- INPUT DATA -
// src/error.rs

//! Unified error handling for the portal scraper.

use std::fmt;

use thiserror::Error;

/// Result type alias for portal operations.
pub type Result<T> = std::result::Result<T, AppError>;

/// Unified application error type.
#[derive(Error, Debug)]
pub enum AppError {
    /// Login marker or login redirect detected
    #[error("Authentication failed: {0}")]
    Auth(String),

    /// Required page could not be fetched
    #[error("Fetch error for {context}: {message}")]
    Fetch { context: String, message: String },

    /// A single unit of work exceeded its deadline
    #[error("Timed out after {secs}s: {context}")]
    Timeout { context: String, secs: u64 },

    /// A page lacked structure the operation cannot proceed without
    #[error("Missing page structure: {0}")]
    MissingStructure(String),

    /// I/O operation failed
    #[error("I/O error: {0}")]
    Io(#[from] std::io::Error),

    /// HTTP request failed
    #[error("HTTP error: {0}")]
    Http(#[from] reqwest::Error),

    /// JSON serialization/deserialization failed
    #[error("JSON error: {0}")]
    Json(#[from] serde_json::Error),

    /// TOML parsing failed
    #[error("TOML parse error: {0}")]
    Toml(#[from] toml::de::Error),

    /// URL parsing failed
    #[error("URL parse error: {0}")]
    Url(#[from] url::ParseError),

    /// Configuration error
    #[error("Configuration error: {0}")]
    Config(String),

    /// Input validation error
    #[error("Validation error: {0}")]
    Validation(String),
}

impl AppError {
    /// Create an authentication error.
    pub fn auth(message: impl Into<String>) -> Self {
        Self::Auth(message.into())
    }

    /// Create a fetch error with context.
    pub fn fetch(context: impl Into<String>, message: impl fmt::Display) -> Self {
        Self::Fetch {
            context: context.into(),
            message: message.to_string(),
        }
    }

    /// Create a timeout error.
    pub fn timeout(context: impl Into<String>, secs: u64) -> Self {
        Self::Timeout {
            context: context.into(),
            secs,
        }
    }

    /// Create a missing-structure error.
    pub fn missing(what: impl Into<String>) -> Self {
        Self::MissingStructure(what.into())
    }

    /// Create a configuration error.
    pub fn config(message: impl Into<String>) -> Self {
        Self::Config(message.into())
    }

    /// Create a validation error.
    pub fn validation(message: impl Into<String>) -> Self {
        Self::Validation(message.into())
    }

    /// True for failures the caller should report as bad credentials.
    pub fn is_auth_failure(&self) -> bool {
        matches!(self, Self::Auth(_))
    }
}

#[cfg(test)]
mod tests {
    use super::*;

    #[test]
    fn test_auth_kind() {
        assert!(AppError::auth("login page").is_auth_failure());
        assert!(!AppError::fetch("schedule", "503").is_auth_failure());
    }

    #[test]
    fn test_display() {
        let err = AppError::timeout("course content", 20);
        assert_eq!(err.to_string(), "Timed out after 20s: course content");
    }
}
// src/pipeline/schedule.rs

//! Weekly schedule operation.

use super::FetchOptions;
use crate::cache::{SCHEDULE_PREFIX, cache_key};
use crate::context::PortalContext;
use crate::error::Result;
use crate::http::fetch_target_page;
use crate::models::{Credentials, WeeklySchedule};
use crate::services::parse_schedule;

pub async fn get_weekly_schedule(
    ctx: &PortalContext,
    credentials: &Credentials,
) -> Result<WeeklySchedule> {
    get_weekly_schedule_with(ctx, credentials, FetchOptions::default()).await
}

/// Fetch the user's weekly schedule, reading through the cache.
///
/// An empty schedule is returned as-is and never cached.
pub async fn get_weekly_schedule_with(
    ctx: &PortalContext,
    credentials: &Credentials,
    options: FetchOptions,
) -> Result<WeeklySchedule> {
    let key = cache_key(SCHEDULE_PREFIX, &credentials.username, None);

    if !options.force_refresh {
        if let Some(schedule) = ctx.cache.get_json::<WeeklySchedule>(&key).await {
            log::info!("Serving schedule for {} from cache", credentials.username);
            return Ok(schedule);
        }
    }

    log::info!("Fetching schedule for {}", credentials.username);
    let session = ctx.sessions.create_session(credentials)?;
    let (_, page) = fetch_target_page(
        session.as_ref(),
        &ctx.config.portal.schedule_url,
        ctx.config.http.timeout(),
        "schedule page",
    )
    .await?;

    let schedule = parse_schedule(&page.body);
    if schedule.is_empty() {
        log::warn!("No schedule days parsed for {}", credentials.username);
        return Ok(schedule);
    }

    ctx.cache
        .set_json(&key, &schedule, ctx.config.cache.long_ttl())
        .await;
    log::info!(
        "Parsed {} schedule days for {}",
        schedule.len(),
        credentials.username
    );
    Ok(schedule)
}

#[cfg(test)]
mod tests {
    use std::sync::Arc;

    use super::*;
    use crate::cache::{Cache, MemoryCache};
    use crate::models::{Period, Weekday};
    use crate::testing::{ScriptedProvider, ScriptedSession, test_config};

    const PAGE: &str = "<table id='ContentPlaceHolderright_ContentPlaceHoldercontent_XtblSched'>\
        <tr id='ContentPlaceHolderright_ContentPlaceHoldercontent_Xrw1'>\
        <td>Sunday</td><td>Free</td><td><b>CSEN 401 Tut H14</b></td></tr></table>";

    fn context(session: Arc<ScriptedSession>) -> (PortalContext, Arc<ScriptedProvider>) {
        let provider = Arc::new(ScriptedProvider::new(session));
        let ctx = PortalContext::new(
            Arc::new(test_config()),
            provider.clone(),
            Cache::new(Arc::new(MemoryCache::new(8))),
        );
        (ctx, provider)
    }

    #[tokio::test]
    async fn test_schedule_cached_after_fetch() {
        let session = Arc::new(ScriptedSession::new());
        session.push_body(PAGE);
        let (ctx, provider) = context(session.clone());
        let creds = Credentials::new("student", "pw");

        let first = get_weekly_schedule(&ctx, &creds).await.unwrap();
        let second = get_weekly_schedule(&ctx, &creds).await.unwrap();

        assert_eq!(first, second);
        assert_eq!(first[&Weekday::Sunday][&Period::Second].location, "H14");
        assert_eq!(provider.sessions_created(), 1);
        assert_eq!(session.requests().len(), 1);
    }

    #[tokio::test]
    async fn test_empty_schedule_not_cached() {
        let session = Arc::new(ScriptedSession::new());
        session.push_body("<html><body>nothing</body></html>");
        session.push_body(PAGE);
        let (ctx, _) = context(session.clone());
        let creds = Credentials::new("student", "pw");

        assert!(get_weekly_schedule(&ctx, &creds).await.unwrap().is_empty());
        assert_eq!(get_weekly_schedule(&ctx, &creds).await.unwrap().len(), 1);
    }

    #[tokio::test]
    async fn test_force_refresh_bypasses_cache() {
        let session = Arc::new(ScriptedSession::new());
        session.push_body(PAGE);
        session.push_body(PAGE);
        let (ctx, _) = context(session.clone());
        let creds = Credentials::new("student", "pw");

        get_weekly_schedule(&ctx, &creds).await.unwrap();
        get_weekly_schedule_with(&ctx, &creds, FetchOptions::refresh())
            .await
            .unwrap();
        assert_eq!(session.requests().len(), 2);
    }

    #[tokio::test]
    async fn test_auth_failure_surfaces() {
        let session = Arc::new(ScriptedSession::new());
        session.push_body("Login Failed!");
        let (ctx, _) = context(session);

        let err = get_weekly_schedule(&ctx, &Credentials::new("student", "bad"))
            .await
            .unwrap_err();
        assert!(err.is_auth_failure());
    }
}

- INSTRUCTIONS TO FOLLOW -
Set down exactly, and only, the lines from the one containing "assert_eq!(session.requests().len(), 2);" to the final line of the data.

- FINISHED EXERCISE -
        assert_eq!(session.requests().len(), 2);
    }

    #[tokio::test]
    async fn test_auth_failure_surfaces() {
        let session = Arc::new(ScriptedSession::new());
        session.push_body("Login Failed!");
        let (ctx, _) = context(session);

        let err = get_weekly_schedule(&ctx, &Credentials::new("student", "bad"))
            .await
            .unwrap_err();
        assert!(err.is_auth_failure());
    }
}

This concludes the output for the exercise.